SonicWall released its 2026 Healthcare Protect Brief, revealing that healthcare remains the most persistently targeted industry in its global telemetry. While attack volumes across the sectors tracked declined between 23% and 56% year-over-year, healthcare recorded the smallest decline at 17%.
The report indicates that the gap between healthcare and other sectors is widening. Michael Crean, senior vice president of managed services at SonicWall, notes that the targeting of hospitals is a calculated decision by attackers who understand the critical nature of medical operations.
“Hospitals cannot go dark, downtime is measured in patient outcomes, and the pressure to pay is unlike anything in any other sector,” says Crean in a release. “None of that changes until healthcare stops relying on security architectures built for a world that no longer exists and starts treating Zero Trust not as a future initiative, but as the baseline they needed yesterday.”

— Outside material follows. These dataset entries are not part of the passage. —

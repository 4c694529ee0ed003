//! Concrete blob stores: an instrumented in-memory store, a local directory
//! store and a key-prefixing adapter.

pub mod dir;
pub mod memory;
pub mod prefix;

pub use dir::DirBlobStore;
pub use memory::{MemoryBlobStore, StoreStats};
pub use prefix::PrefixBlobStore;
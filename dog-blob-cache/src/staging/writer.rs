use std::sync::Arc;

use async_trait::async_trait;
use tempfile::TempPath;
use tokio::io::AsyncWriteExt;
use tracing::debug;

use super::StagingInner;
use crate::keys::TEMP_PREFIX;
use crate::upload::spawn_upload;
use crate::{BlobError, BlobResult, BlobWriter};

/// Writer into a temp file of the staging directory.
///
/// Dropping it without `close` unlinks the temp file.
pub(super) struct StagedWriter {
    inner: Arc<StagingInner>,
    key: String,
    file: tokio::fs::File,
    temp: TempPath,
}

impl StagedWriter {
    pub(super) async fn create(inner: Arc<StagingInner>, key: &str) -> BlobResult<Self> {
        let dir = inner.dir.clone();
        let tmp = tokio::task::spawn_blocking(move || tempfile::Builder::new().prefix(TEMP_PREFIX).tempfile_in(dir))
            .await
            .map_err(BlobError::backend)??;
        let (file, temp) = tmp.into_parts();
        Ok(Self {
            inner,
            key: key.to_string(),
            file: tokio::fs::File::from_std(file),
            temp,
        })
    }
}

#[async_trait]
impl BlobWriter for StagedWriter {
    async fn write(&mut self, buf: &[u8]) -> BlobResult<()> {
        self.file.write_all(buf).await?;
        Ok(())
    }

    async fn close(self: Box<Self>) -> BlobResult<()> {
        let Self {
            inner,
            key,
            mut file,
            temp,
        } = *self;
        file.flush().await?;
        file.sync_all().await?;
        drop(file);

        let committer = inner.clone();
        let committed = key.clone();
        let start = tokio::task::spawn_blocking(move || committer.commit(&committed, temp))
            .await
            .map_err(BlobError::backend)??;
        debug!(key = %key, "Staged blob committed locally");
        if start {
            spawn_upload(inner, key);
        }
        Ok(())
    }

    async fn cancel(self: Box<Self>) -> BlobResult<()> {
        // Dropping the temp path unlinks it
        drop(self);
        Ok(())
    }
}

Structural Vulnerabilities and Ransomware
According to the brief, healthcare faces three primary structural problems: internet-exposed remote desktop tools, a large Internet of Things footprint, and legacy virtual private network architectures. These vulnerabilities allowed 10 active ransomware families to operate simultaneously against healthcare in the first half of 2026, according to the report, which is more than any other tracked industry.
Remote desktop tools, which are used for telemedicine and third-party vendor access, generated 13.3 million UltraVNC exploitation attempts in the first five months of 2026. SonicWall researchers also identified 243 unique attack signatures targeting connected medical devices. Many of these devices share network segments with clinical systems but cannot be patched or run endpoint security agents.

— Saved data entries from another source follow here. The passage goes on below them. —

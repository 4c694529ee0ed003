use std::sync::Arc;

use async_trait::async_trait;

use crate::{BlobReader, BlobResult, BlobStore, BlobWriter, StoreCapabilities};

/// Qualifies every key with a fixed prefix before handing it to the inner store.
///
/// Lets several logical stores share one bucket or directory.
#[derive(Clone)]
pub struct PrefixBlobStore {
    inner: Arc<dyn BlobStore>,
    prefix: String,
}

impl PrefixBlobStore {
    pub fn new<S: Into<String>>(inner: Arc<dyn BlobStore>, prefix: S) -> Self {
        Self {
            inner,
            prefix: prefix.into(),
        }
    }

    pub fn prefix(&self) -> &str {
        &self.prefix
    }

    fn qualify(&self, key: &str) -> String {
        format!("{}{}", self.prefix, key)
    }
}

#[async_trait]
impl BlobStore for PrefixBlobStore {
    async fn size(&self, key: &str) -> BlobResult<u64> {
        self.inner.size(&self.qualify(key)).await
    }

    async fn get(&self, key: &str) -> BlobResult<Box<dyn BlobReader>> {
        self.inner.get(&self.qualify(key)).await
    }

    async fn put(&self, key: &str) -> BlobResult<Box<dyn BlobWriter>> {
        self.inner.put(&self.qualify(key)).await
    }

    async fn delete(&self, key: &str) -> BlobResult<()> {
        self.inner.delete(&self.qualify(key)).await
    }

    async fn list(&self) -> BlobResult<Vec<String>> {
        let keys = self.inner.list().await?;
        Ok(keys
            .into_iter()
            .filter_map(|k| k.strip_prefix(self.prefix.as_str()).map(str::to_string))
            .collect())
    }

    fn capabilities(&self) -> StoreCapabilities {
        self.inner.capabilities()
    }
}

“Healthcare does not have a cybersecurity problem. It has three of them, and attackers have figured out how to use all of them at the same time,” says Crean in a release.
The Persistence of Legacy Threats
The research shows that older vulnerabilities continue to pose risks to medical networks. For example, Log4j generated 11.4 million hits despite a patch being available since 2021. Additionally, a vulnerability from 2021 affecting Hikvision devices continues to generate millions of detection events in 2026.
Malware hits per firewall reached 102,209 in the first half of 2026. This rate is four times higher than the next-highest industry vertical, according to the report.
Implementing Zero Trust at Scale
To address these risks, the report suggests adopting Zero Trust principles that grant application-level access only and continuously verify identity and device posture.
Fornida, a SonicWall partner, implemented this architecture for ExaltHealth across five operating rehabilitation hospitals. The security protocols were included in a standardized playbook used when opening new facilities to ensure that security is not an afterthought.
“By the third facility, Zero Trust was built into our standard playbook. Five hospitals operating. Eight more planned. That only works if security is a system, not a fire drill,” says Farzad Vahid, CEO of Fornida, in a release.
The 2026 Healthcare Protect Brief is the first in a series of industry-specific reports from SonicWall following the release of its annual cyber protect report earlier this year.